Saved entries:
═══
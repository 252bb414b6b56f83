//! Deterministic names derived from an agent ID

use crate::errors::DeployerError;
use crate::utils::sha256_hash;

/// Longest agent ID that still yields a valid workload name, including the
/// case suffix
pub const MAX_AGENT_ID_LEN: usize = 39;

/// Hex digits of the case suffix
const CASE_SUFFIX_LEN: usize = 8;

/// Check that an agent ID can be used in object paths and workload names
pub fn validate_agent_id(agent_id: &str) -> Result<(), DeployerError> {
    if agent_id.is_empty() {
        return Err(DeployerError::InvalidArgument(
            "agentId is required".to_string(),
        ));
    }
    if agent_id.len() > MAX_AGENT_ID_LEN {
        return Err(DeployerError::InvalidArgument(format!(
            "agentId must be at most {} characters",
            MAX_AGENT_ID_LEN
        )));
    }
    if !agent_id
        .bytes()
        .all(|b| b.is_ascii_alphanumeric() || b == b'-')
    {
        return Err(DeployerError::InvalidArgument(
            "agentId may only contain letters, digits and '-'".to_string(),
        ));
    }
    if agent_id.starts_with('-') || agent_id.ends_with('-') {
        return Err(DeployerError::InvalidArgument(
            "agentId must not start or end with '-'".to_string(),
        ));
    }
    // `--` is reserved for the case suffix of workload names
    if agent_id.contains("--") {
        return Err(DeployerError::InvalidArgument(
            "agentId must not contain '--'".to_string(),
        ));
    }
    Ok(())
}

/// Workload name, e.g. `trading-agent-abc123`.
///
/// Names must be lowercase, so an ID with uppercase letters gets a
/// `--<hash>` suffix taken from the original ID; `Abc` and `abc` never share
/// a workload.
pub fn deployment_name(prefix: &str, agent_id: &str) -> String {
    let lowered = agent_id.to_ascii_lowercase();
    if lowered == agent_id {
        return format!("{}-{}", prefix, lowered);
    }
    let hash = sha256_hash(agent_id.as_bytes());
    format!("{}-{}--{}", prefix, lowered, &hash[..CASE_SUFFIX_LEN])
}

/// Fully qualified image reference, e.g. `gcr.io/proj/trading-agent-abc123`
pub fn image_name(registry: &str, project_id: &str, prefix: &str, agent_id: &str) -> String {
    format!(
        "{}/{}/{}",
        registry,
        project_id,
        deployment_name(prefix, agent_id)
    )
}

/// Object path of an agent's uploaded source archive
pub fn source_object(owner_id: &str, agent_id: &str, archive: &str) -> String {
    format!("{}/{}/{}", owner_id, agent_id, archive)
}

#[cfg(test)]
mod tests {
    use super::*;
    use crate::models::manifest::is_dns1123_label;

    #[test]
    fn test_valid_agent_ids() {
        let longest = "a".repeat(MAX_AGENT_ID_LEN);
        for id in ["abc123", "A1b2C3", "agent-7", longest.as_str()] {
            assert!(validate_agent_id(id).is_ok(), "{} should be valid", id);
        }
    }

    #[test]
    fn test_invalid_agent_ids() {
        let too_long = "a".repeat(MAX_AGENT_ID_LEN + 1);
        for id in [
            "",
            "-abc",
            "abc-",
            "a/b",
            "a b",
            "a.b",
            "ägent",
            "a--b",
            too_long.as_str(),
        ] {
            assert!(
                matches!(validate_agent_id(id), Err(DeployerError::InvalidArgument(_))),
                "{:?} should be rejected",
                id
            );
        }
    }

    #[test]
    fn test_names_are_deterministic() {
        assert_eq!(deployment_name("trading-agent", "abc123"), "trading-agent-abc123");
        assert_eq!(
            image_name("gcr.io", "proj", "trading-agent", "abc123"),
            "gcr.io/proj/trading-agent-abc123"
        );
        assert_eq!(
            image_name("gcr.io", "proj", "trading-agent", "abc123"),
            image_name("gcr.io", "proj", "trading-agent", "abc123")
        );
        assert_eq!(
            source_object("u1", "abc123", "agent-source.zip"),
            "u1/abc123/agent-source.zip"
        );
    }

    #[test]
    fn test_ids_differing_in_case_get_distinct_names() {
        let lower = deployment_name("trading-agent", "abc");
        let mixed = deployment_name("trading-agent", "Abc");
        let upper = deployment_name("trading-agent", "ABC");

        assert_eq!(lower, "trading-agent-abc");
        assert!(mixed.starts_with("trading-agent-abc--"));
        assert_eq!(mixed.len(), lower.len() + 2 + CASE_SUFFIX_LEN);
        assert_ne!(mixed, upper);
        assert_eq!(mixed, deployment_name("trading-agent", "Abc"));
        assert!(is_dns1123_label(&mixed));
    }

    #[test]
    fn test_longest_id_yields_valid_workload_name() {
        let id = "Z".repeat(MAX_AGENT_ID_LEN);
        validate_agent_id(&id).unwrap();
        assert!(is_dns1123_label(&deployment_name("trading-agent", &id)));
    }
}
═══
PROBLEM DETAILS: The response must contain exactly the lines from the one with "assert!(is_dns1123_label(&mixed));" to the end of the entries above, both included, and nothing more.

SOLUTION:
        assert!(is_dns1123_label(&mixed));
    }

    #[test]
    fn test_longest_id_yields_valid_workload_name() {
        let id = "Z".repeat(MAX_AGENT_ID_LEN);
        validate_agent_id(&id).unwrap();
        assert!(is_dns1123_label(&deployment_name("trading-agent", &id)));
    }
}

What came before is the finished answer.